To evaluate the transfection efficiency of rat chondrocytes, the researchers first transfected EGFP mRNA into the cells. Confocal microscopy imaging showed that EGFP mRNA emitted strong green fluorescence compared with the control group (Figure 1A). Fluorescence-activated cell sorting (FACS) analysis showed that the EGFP signal in the transfected group was enhanced 10 times (Figure 1B). Further statistical analysis confirmed that 92.3% of rat chondrocytes were successfully transfected with EGFP mRNA (Figure 1C).
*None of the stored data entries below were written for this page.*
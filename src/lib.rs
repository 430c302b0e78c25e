//! # Festo FHPP Drive Library
//!
//! A Rust library for controlling Festo positioning drives through the FHPP
//! (Festo Handling and Positioning Profile) over Modbus TCP.
//!
//! The library turns the drive's bit-level handshake into a small set of
//! blocking operations: unlock, clear fault, home, position, lock. Each
//! operation sends control frames, polls the status frame and fails with a
//! typed error on faults, timeouts or cancellation.
//!
//! ## Features
//!
//! - **Typed flag bytes** - CCON/CPOS/CDIR and SCON/SPOS/SDIR as `bitflags`
//! - **Pure codec** - register frames encoded and decoded without I/O
//! - **Bounded polling** - every wait has an explicit, configurable budget
//! - **Cooperative cancellation** - [`Drive::force_cancel`] from any thread
//! - **Queued facade** - [`AsyncDrive`] runs operations on a worker thread and
//!   hands back awaitable [`Pending`] handles
//! - **Pluggable transport** - any [`RegisterTransport`], [`TcpTransport`] built in
//!
//! ## Quick Start
//!
//! ```no_run
//! use festo_fhpp::{Drive, DriveConfig, Profile, DEFAULT_MODBUS_PORT};
//!
//! fn main() -> festo_fhpp::Result<()> {
//!     let drive = Drive::new(DriveConfig::new("192.168.75.70", DEFAULT_MODBUS_PORT));
//!     drive.connect()?;
//!
//!     // Enable in direct mode, clearing a pending fault first
//!     drive.unlock(Profile::Direct)?;
//!
//!     // Reference the axis, then move at full speed
//!     drive.home()?;
//!     drive.position_to(15000, 255)?;
//!     println!("position = {}", drive.read_position()?);
//!
//!     drive.lock_drive()?;
//!     Ok(())
//! }
//! ```
//!
//! ## Register Map
//!
//! All exchanges use 4 holding registers at address 0. Each register holds
//! two FHPP bytes, the first in the low byte:
//!
//! | Register | Control (written) | Status (read) |
//! |----------|-------------------|---------------|
//! | 0 | CCON, CPOS | SCON, SPOS |
//! | 1 | CDIR, speed (or record number) | SDIR, speed (or record status) |
//! | 2 | setpoint, high half | actual value, high half |
//! | 3 | setpoint, low half | actual value, low half |
//!
//! See the [`frame`] module for the codec.
//!
//! ## Queued Operation
//!
//! ```no_run
//! use festo_fhpp::{AsyncDrive, Drive, DriveConfig, DEFAULT_MODBUS_PORT};
//!
//! # async fn run() -> festo_fhpp::Result<()> {
//! let config = DriveConfig::new("192.168.75.70", DEFAULT_MODBUS_PORT);
//! let drive = AsyncDrive::new(Drive::new(config))?;
//! drive.set_observer(|position: i32| println!("moving: {}", position));
//!
//! drive.connect().await?;
//! drive.homing().await?;
//! drive.position_to(8000, 100).await?;
//! # Ok(())
//! # }
//! ```
//!
//! ## Error Handling
//!
//! All operations return [`Result<T, FhppError>`]. The only documented panic
//! is [`Pending::wait`] called from inside an asynchronous runtime.
//!
//! ```no_run
//! use festo_fhpp::{Drive, DriveConfig, FhppError, Profile, DEFAULT_MODBUS_PORT};
//!
//! let drive = Drive::new(DriveConfig::new("192.168.75.70", DEFAULT_MODBUS_PORT));
//! drive.connect()?;
//!
//! match drive.unlock(Profile::Direct) {
//!     Ok(()) => println!("ready"),
//!     Err(FhppError::Locked { status }) => println!("held by another master: {}", status),
//!     Err(FhppError::FaultOrWarning { status }) => println!("fault: {:#}", status),
//!     Err(FhppError::LongOperation { operation, attempts, .. }) => {
//!         println!("{} still pending after {} polls", operation, attempts);
//!     }
//!     Err(e) => println!("Error: {}", e),
//! }
//! # Ok::<(), FhppError>(())
//! ```
//!
//! ## Configuration
//!
//! ```
//! use festo_fhpp::{DriveConfig, Tuning, DEFAULT_MODBUS_PORT};
//! use std::time::Duration;
//!
//! let config = DriveConfig::new("192.168.75.70", DEFAULT_MODBUS_PORT)
//!     .with_unit_id(0)                                  // Modbus unit (default: 0)
//!     .with_response_timeout(Duration::from_secs(1))    // First byte (default: 1s)
//!     .with_byte_timeout(Duration::from_millis(500))    // Further bytes (default: 0.5s)
//!     .with_tuning(
//!         Tuning::default()
//!             .with_poll_interval(Duration::from_millis(50))
//!             .with_motion_retries(400),
//!     );
//! ```

#![warn(clippy::all)]
#![warn(missing_docs)]
#![warn(rust_2018_idioms)]

mod command;
mod control;
mod drive;
mod error;
pub mod frame;
mod header;
mod profile;
mod response;
mod status;
mod transport;
pub mod utils;
mod worker;

// Public re-exports
pub use command::{
    ReadRegistersCommand, ReadWriteRegistersCommand, WriteRegistersCommand,
    FC_READ_HOLDING_REGISTERS, FC_READ_WRITE_MULTIPLE_REGISTERS, FC_WRITE_MULTIPLE_REGISTERS,
    MAX_READ_REGISTERS, MAX_READ_WRITE_REGISTERS, MAX_WRITE_REGISTERS,
};
pub use control::{Ccon, Cdir, ControlMode, Cpos};
pub use drive::{
    Drive, DriveConfig, PositionObserver, Tuning, DEFAULT_HOMING_INTERVAL, DEFAULT_HOMING_RETRIES,
    DEFAULT_MOTION_RETRIES, DEFAULT_POLL_INTERVAL, DEFAULT_RETRIES,
};
pub use error::{FhppError, Result};
pub use header::{MbapHeader, MBAP_HEADER_SIZE};
pub use profile::Profile;
pub use response::ModbusResponse;
pub use status::{DriveState, DriveStatus, OperatingMode, Scon, Sdir, Spos};
pub use transport::{
    RegisterTransport, TcpTransport, DEFAULT_BYTE_TIMEOUT, DEFAULT_MODBUS_PORT,
    DEFAULT_RESPONSE_TIMEOUT,
};
pub use worker::{AsyncDrive, Levels, Pending, DEFAULT_TRAVEL_SPEED};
The above results show that the transfection efficiency of mRNA in rat chondrocytes is high by chemical transfection, which provides a suitable method for introducing rhFGF18 mRNA into rat chondrocytes. Next, to evaluate the biological function of rhFGF18 mRNA, the researchers used the above method to transfect rhFGF18 mRNA into rat chondrocytes. FGF18 immunostaining showed that rhFGF18 was widely expressed in the cytoplasm (Figure 1D), and the fluorescence intensity difference between the control group and the transfected group was significant (Figure 1E). Western Blot also verified the expression of rhFGF18 in rat chondrocytes (Figure 1F). In addition, rhFGF18 could be detected in the supernatant (Figure 1G). These results indicate that in vitro transcribed rhFGF18 mRNA can be translated into rhFGF18 protein and is correctly secreted by rat chondrocytes.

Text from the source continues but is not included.